SUPPLIED INFORMATION
● ● ●

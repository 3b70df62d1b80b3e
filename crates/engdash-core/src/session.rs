use anyhow::{Context, Result};
use directories::ProjectDirs;
use rusqlite::{Connection, OptionalExtension, params};
use std::path::PathBuf;

/// Environment variable that supplies a token without touching the store.
pub const TOKEN_ENV: &str = "ENGDASH_TOKEN";

const TOKEN_KEY: &str = "auth_token";

/// Returns the path to the session database.
/// Location: `~/.local/share/engdash/session.db` (XDG-compliant)
pub fn db_path() -> Result<PathBuf> {
    let dirs =
        ProjectDirs::from("", "", "engdash").context("Could not determine data directory")?;
    let data_dir = dirs.data_dir();
    std::fs::create_dir_all(data_dir)
        .with_context(|| format!("Failed to create data directory: {}", data_dir.display()))?;
    Ok(data_dir.join("session.db"))
}

/// Opens (or creates) the session database with its schema in place.
pub fn open_db() -> Result<Connection> {
    let path = db_path()?;
    let conn = Connection::open(&path)
        .with_context(|| format!("Failed to open database at {}", path.display()))?;
    conn.pragma_update(None, "journal_mode", "WAL")?;
    init(&conn)?;
    Ok(conn)
}

/// Open an in-memory database for testing.
pub fn open_memory_db() -> Result<Connection> {
    let conn = Connection::open_in_memory()?;
    init(&conn)?;
    Ok(conn)
}

pub fn init(conn: &Connection) -> Result<()> {
    conn.execute_batch(
        "CREATE TABLE IF NOT EXISTS session (
            key        TEXT PRIMARY KEY,
            value      TEXT NOT NULL,
            updated_at TEXT NOT NULL DEFAULT CURRENT_TIMESTAMP
        );",
    )?;
    Ok(())
}

/// The stored bearer token, if logged in.
pub fn token(conn: &Connection) -> Result<Option<String>> {
    let token = conn
        .query_row(
            "SELECT value FROM session WHERE key = ?1",
            params![TOKEN_KEY],
            |row| row.get(0),
        )
        .optional()?;
    Ok(token)
}

pub fn set_token(conn: &Connection, token: &str) -> Result<()> {
    conn.execute(
        "INSERT INTO session (key, value) VALUES (?1, ?2)
         ON CONFLICT(key) DO UPDATE SET value = excluded.value, updated_at = CURRENT_TIMESTAMP",
        params![TOKEN_KEY, token],
    )?;
    tracing::info!("stored session token");
    Ok(())
}

/// Forget the token. Returns whether one was stored.
pub fn clear_token(conn: &Connection) -> Result<bool> {
    let removed = conn.execute("DELETE FROM session WHERE key = ?1", params![TOKEN_KEY])?;
    Ok(removed > 0)
}

/// Token to use for requests: the env override if set, else the store.
pub fn resolve_token(conn: &Connection, env_token: Option<String>) -> Result<Option<String>> {
    match env_token.filter(|t| !t.trim().is_empty()) {
        Some(t) => Ok(Some(t)),
        None => token(conn),
    }
}

#[cfg(test)]
mod tests {
    use super::*;

    #[test]
    fn test_token_lifecycle() {
        let conn = open_memory_db().unwrap();
        assert_eq!(token(&conn).unwrap(), None);
        assert!(!clear_token(&conn).unwrap());

        set_token(&conn, "abc").unwrap();
        assert_eq!(token(&conn).unwrap().as_deref(), Some("abc"));

        set_token(&conn, "def").unwrap();
        assert_eq!(token(&conn).unwrap().as_deref(), Some("def"));

        assert!(clear_token(&conn).unwrap());
        assert_eq!(token(&conn).unwrap(), None);
    }

    #[test]
    fn test_env_token_wins() {
        let conn = open_memory_db().unwrap();
        set_token(&conn, "stored").unwrap();
        assert_eq!(
            resolve_token(&conn, Some("from-env".into())).unwrap().as_deref(),
            Some("from-env")
        );
        assert_eq!(
            resolve_token(&conn, Some("".into())).unwrap().as_deref(),
            Some("stored")
        );
        assert_eq!(resolve_token(&conn, None).unwrap().as_deref(), Some("stored"));
    }

    #[test]
    fn test_init_is_idempotent() {
        let conn = open_memory_db().unwrap();
        init(&conn).unwrap();
        set_token(&conn, "x").unwrap();
        init(&conn).unwrap();
        assert_eq!(token(&conn).unwrap().as_deref(), Some("x"));
    }
}
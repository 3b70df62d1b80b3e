use crossterm::event::{Event, KeyCode, KeyEvent, KeyModifiers};
use ratatui::{Frame, layout::Rect};
use rusqlite::Connection;

use engdash_core::{
    finder::{Finder, FinderEvent, FinderItem},
    help_popup::{self, HelpPopup},
    keybinds::{Action, InputMode, KeyState, TextInput, process_normal_key},
    nav::NavState,
    page::{Page, PageStatus},
    session, ui,
    which_key::{self, WhichKey, WhichKeyEntry},
};

/// The main application state.
pub struct App {
    /// Registry of all pages, in tab order.
    pages: Vec<Box<dyn Page>>,
    /// Index of the active page (None = dashboard).
    active_page: Option<usize>,
    pub should_quit: bool,
    /// Hub-level mode (Command while the command line is open).
    mode: InputMode,
    which_key: WhichKey,
    help_popup: HelpPopup,
    finder: Finder,
    command: TextInput,
    /// Key state for the dashboard (persistent so gg/gt work).
    key_state: KeyState,
    /// Session store holding the API token.
    session: Connection,
    /// `ENGDASH_TOKEN` as read at startup; it beats the stored token.
    env_token: Option<String>,
    /// Last hub-level error (bad command, bad route).
    error: Option<String>,
    /// Last hub-level notice, shown in place of the hint.
    notice: Option<String>,
}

● ● ●

PROBLEM DETAILS
Transcription of all the material must be exact.

YOUR SOLUTION
repository 3b70df62d1b80b3e
filename crates/engdash-core/src/session.rs
use anyhow::{Context, Result};
use directories::ProjectDirs;
use rusqlite::{Connection, OptionalExtension, params};
use std::path::PathBuf;

/// Environment variable that supplies a token without touching the store.
pub const TOKEN_ENV: &str = "ENGDASH_TOKEN";

const TOKEN_KEY: &str = "auth_token";

/// Returns the path to the session database.
/// Location: `~/.local/share/engdash/session.db` (XDG-compliant)
pub fn db_path() -> Result<PathBuf> {
    let dirs =
        ProjectDirs::from("", "", "engdash").context("Could not determine data directory")?;
    let data_dir = dirs.data_dir();
    std::fs::create_dir_all(data_dir)
        .with_context(|| format!("Failed to create data directory: {}", data_dir.display()))?;
    Ok(data_dir.join("session.db"))
}

/// Opens (or creates) the session database with its schema in place.
pub fn open_db() -> Result<Connection> {
    let path = db_path()?;
    let conn = Connection::open(&path)
        .with_context(|| format!("Failed to open database at {}", path.display()))?;
    conn.pragma_update(None, "journal_mode", "WAL")?;
    init(&conn)?;
    Ok(conn)
}

/// Open an in-memory database for testing.
pub fn open_memory_db() -> Result<Connection> {
    let conn = Connection::open_in_memory()?;
    init(&conn)?;
    Ok(conn)
}

pub fn init(conn: &Connection) -> Result<()> {
    conn.execute_batch(
        "CREATE TABLE IF NOT EXISTS session (
            key        TEXT PRIMARY KEY,
            value      TEXT NOT NULL,
            updated_at TEXT NOT NULL DEFAULT CURRENT_TIMESTAMP
        );",
    )?;
    Ok(())
}

/// The stored bearer token, if logged in.
pub fn token(conn: &Connection) -> Result<Option<String>> {
    let token = conn
        .query_row(
            "SELECT value FROM session WHERE key = ?1",
            params![TOKEN_KEY],
            |row| row.get(0),
        )
        .optional()?;
    Ok(token)
}

pub fn set_token(conn: &Connection, token: &str) -> Result<()> {
    conn.execute(
        "INSERT INTO session (key, value) VALUES (?1, ?2)
         ON CONFLICT(key) DO UPDATE SET value = excluded.value, updated_at = CURRENT_TIMESTAMP",
        params![TOKEN_KEY, token],
    )?;
    tracing::info!("stored session token");
    Ok(())
}

/// Forget the token. Returns whether one was stored.
pub fn clear_token(conn: &Connection) -> Result<bool> {
    let removed = conn.execute("DELETE FROM session WHERE key = ?1", params![TOKEN_KEY])?;
    Ok(removed > 0)
}

/// Token to use for requests: the env override if set, else the store.
pub fn resolve_token(conn: &Connection, env_token: Option<String>) -> Result<Option<String>> {
    match env_token.filter(|t| !t.trim().is_empty()) {
        Some(t) => Ok(Some(t)),
        None => token(conn),
    }
}

#[cfg(test)]
mod tests {
    use super::*;

    #[test]
    fn test_token_lifecycle() {
        let conn = open_memory_db().unwrap();
        assert_eq!(token(&conn).unwrap(), None);
        assert!(!clear_token(&conn).unwrap());

        set_token(&conn, "abc").unwrap();
        assert_eq!(token(&conn).unwrap().as_deref(), Some("abc"));

        set_token(&conn, "def").unwrap();
        assert_eq!(token(&conn).unwrap().as_deref(), Some("def"));

        assert!(clear_token(&conn).unwrap());
        assert_eq!(token(&conn).unwrap(), None);
    }

    #[test]
    fn test_env_token_wins() {
        let conn = open_memory_db().unwrap();
        set_token(&conn, "stored").unwrap();
        assert_eq!(
            resolve_token(&conn, Some("from-env".into())).unwrap().as_deref(),
            Some("from-env")
        );
        assert_eq!(
            resolve_token(&conn, Some("".into())).unwrap().as_deref(),
            Some("stored")
        );
        assert_eq!(resolve_token(&conn, None).unwrap().as_deref(), Some("stored"));
    }

    #[test]
    fn test_init_is_idempotent() {
        let conn = open_memory_db().unwrap();
        init(&conn).unwrap();
        set_token(&conn, "x").unwrap();
        init(&conn).unwrap();
        assert_eq!(token(&conn).unwrap().as_deref(), Some("x"));
    }
}
repository 3b70df62d1b80b3e
use crossterm::event::{Event, KeyCode, KeyEvent, KeyModifiers};
use ratatui::{Frame, layout::Rect};
use rusqlite::Connection;

use engdash_core::{
    finder::{Finder, FinderEvent, FinderItem},
    help_popup::{self, HelpPopup},
    keybinds::{Action, InputMode, KeyState, TextInput, process_normal_key},
    nav::NavState,
    page::{Page, PageStatus},
    session, ui,
    which_key::{self, WhichKey, WhichKeyEntry},
};

/// The main application state.
pub struct App {
    /// Registry of all pages, in tab order.
    pages: Vec<Box<dyn Page>>,
    /// Index of the active page (None = dashboard).
    active_page: Option<usize>,
    pub should_quit: bool,
    /// Hub-level mode (Command while the command line is open).
    mode: InputMode,
    which_key: WhichKey,
    help_popup: HelpPopup,
    finder: Finder,
    command: TextInput,
    /// Key state for the dashboard (persistent so gg/gt work).
    key_state: KeyState,
    /// Session store holding the API token.
    session: Connection,
    /// `ENGDASH_TOKEN` as read at startup; it beats the stored token.
    env_token: Option<String>,
    /// Last hub-level error (bad command, bad route).
    error: Option<String>,
    /// Last hub-level notice, shown in place of the hint.
    notice: Option<String>,
}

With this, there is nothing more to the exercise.